Il est évident, pour tout observateur de bon sens qui n’est pas intoxiqué par les idéologies inflationnistes contemporaines, que ce recours à la solidarité permettrait peut-être de retarder les échéances mais qu’il ne réglerait rien.

Ce n’est pas en accumulant de la dette et toujours de la dette et en la répartissant sur plus de débiteurs que l’on traite des problèmes de fond comme ceux des pays du sud et de la France.

Comme l’a dit le « populiste » italien Salvini :

« Je ne fais pas confiance aux prêts en provenance de l’UE. Je ne veux pas demander de l’argent à Berlin ou à Bruxelles […] L’Italie a donné et continue de donner des milliards d’euros chaque année à l’UE et elle mérite tout le soutien nécessaire, mais pas par le biais de mécanismes pervers qui hypothéqueraient l’avenir du pays. »

La question de l’avenir

La vraie question suggérée par Salvini c’est celle de l’avenir. Dans la situation présente, il n’y a aucun avenir, aucune perspective.

L’Italie a un énorme fardeau de dette du secteur public, mais ce n’est pas parce que le gouvernement a engagé des dépenses excessives. Au contraire, le gouvernement mène une politique d’austérité permanente, enregistrant des excédents annuels de recettes fiscales sur ses dépenses (hors intérêts de la dette) depuis plus de 20 ans !

L’Italie est en permanence en excédent primaire

L’Italie vit dans l’austérité générationnelle – et cette austérité a entraîné la dégradation des services publics, la dégradation du système de santé, une croissance terriblement faible de la productivité et des investissements médiocres depuis plus de deux décennies.

En conséquence, le soutien du gouvernement italien face à la pandémie ne peut qu’être minuscule. L’impulsion budgétaire immédiate peut être évaluée à 0,9% seulement pour l’Italie.

Ci-dessous l’impulsion budgétaire en ocre pour l’Allemagne, l’Italie et L’Espagne.

Les besoins financiers de l’Italie à court terme sont considérables – et il n’y a aucune véritable solution ; il n’y a que des expédients dont… les largesses de la BCE.

Pourquoi le capitalisme italien est-il si faible ?

Plus précisément, pourquoi l’adhésion de l’Italie à la Zone euro n’a-t-elle pas produit une économie italienne plus forte ? La réponse réside dans la nature de nos systèmes.

Ils sont non pas producteurs de produits mais producteurs de profit.

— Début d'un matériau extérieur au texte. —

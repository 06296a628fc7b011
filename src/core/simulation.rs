//! # "What if" Simulation
//!
//! A rule-based forecast for a scenario the user asked about. The area of
//! life is detected from keywords; the likelihood starts at 50% and moves
//! with the balance of pleasant and unpleasant moods in recent check-ins.

use std::fmt::Write;

use crate::core::checkin::MoodStats;
use crate::core::keywords;
use crate::core::mood::Mood;

/// Check-ins needed before the forecast is treated as more than a sketch.
const MIN_CHECKINS_FOR_CONFIDENCE: usize = 3;
/// Swing applied by a fully positive (or fully negative) mood history.
const MOOD_SWING: f32 = 30.0;
const TIRED_PENALTY: f32 = 5.0;
const MIN_LIKELIHOOD: f32 = 5.0;
const MAX_LIKELIHOOD: f32 = 95.0;

#[derive(Debug, Clone, Copy, PartialEq, Eq)]
pub enum Area {
    Career,
    Education,
    Relationships,
    Health,
    Other,
}

impl Area {
    pub fn detect(scenario: &str) -> Area {
        let lower = scenario.to_lowercase();
        let table: [(Area, &[&str]); 4] = [
            (
                Area::Career,
                &["job", "jobs", "career", "work", "profession", "business", "salary", "income", "promotion"],
            ),
            (
                Area::Education,
                &["study", "education", "school", "college", "university", "degree", "course", "learn"],
            ),
            (
                Area::Relationships,
                &["relationship", "partner", "marriage", "girlfriend", "boyfriend", "spouse", "friend", "friends", "family"],
            ),
            (
                Area::Health,
                &["health", "exercise", "diet", "weight", "fitness", "doctor", "sleep", "run", "running"],
            ),
        ];
        table
            .iter()
            .find(|(_, words)| keywords::any(&lower, words))
            .map_or(Area::Other, |(area, _)| *area)
    }

    pub fn label(self) -> &'static str {
        match self {
            Area::Career => "career",
            Area::Education => "education",
            Area::Relationships => "relationships",
            Area::Health => "health",
            Area::Other => "general",
        }
    }

    fn advice(self) -> &'static str {
        match self {
            Area::Career => "Break the change into milestones and give each one a date.",
            Area::Education => "Tie the new material to something you already use every week.",
            Area::Relationships => "Talk it through early, before small worries grow.",
            Area::Health => "Start smaller than feels necessary and track it daily.",
            Area::Other => "Pick one concrete first step you can take this week.",
        }
    }
}

#[derive(Debug, Clone, PartialEq)]
pub struct Simulation {
    pub scenario: String,
    pub area: Area,
    pub likelihood: u8,
    pub outcome: String,
    pub strengths: Vec<String>,
    pub challenges: Vec<String>,
    pub advice: String,
}

pub fn simulate(scenario: &str, stats: &MoodStats) -> Simulation {
    let area = Area::detect(scenario);

    let positive = stats.share(1);
    let negative = stats.share(-1);

    let mut likelihood = 50.0 + (positive - negative) * MOOD_SWING;
    if stats.dominant == Some(Mood::Tired) {
        likelihood -= TIRED_PENALTY;
    }
    let likelihood = likelihood.clamp(MIN_LIKELIHOOD, MAX_LIKELIHOOD).round() as u8;

    let mut strengths = Vec::new();
    let mut challenges = Vec::new();
    if positive > 0.5 {
        strengths.push("You've been in a positive headspace lately".to_string());
    }
    if stats.average_intensity >= 7.0 {
        strengths.push("Your feelings run strong, which brings energy to new things".to_string());
    }
    if negative > 0.5 {
        challenges.push("Recent check-ins show a lot of strain; plan some recovery time".to_string());
    }
    if stats.dominant == Some(Mood::Tired) {
        challenges.push("Low energy could slow the first few weeks".to_string());
    }
    if stats.total < MIN_CHECKINS_FOR_CONFIDENCE {
        challenges.push("I only have a few check-ins to go on, so treat this as a rough sketch".to_string());
    }

    Simulation {
        scenario: scenario.trim().to_string(),
        area,
        likelihood,
        outcome: describe_outcome(likelihood),
        strengths,
        challenges,
        advice: area.advice().to_string(),
    }
}

fn describe_outcome(likelihood: u8) -> String {
    match likelihood {
        76.. => format!("There is a strong likelihood ({likelihood}%) this works out well for you."),
        51..=75 => format!("There is a moderate likelihood ({likelihood}%) this works out well for you."),
        26..=50 => format!("There is some uncertainty, with a {likelihood}% chance of success."),
        _ => format!("This looks hard right now, with only a {likelihood}% chance of success."),
    }
}

impl Simulation {
    pub fn render(&self) -> String {
        let mut out = format!(
            "Simulation ({}): {}\n\n{}\n",
            self.area.label(),
            self.scenario,
            self.outcome
        );
        if !self.strengths.is_empty() {
            out.push_str("\nStrengths:\n");
            for s in &self.strengths {
                let _ = writeln!(out, "- {s}");
            }
        }
        if !self.challenges.is_empty() {
            out.push_str("\nChallenges:\n");
            for c in &self.challenges {
                let _ = writeln!(out, "- {c}");
            }
        }
        let _ = write!(out, "\nAdvice: {}", self.advice);
        out
    }
}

L’unification de divers Etats-nations en une seule unité budgétaire et monétaire pose d’énormes problèmes dans le cadre de systèmes dont les profitabilités sont très divergentes.

Oui, pourquoi le système italien est-il si faible ? Poser la question de cette façon est une impasse. Cela revient en effet à considérer que la faute en revient à l’Italie et à ses dirigeants.

C’est le même mode de pensée que celui de Macron qui stigmatise les Français laissés pour compte : ils n’ont qu’à traverser la rue. Si vous posez la question en suggérant que c’est la faute de ceux qui souffrent, vous n’avez aucune chance de trouver la bonne réponse.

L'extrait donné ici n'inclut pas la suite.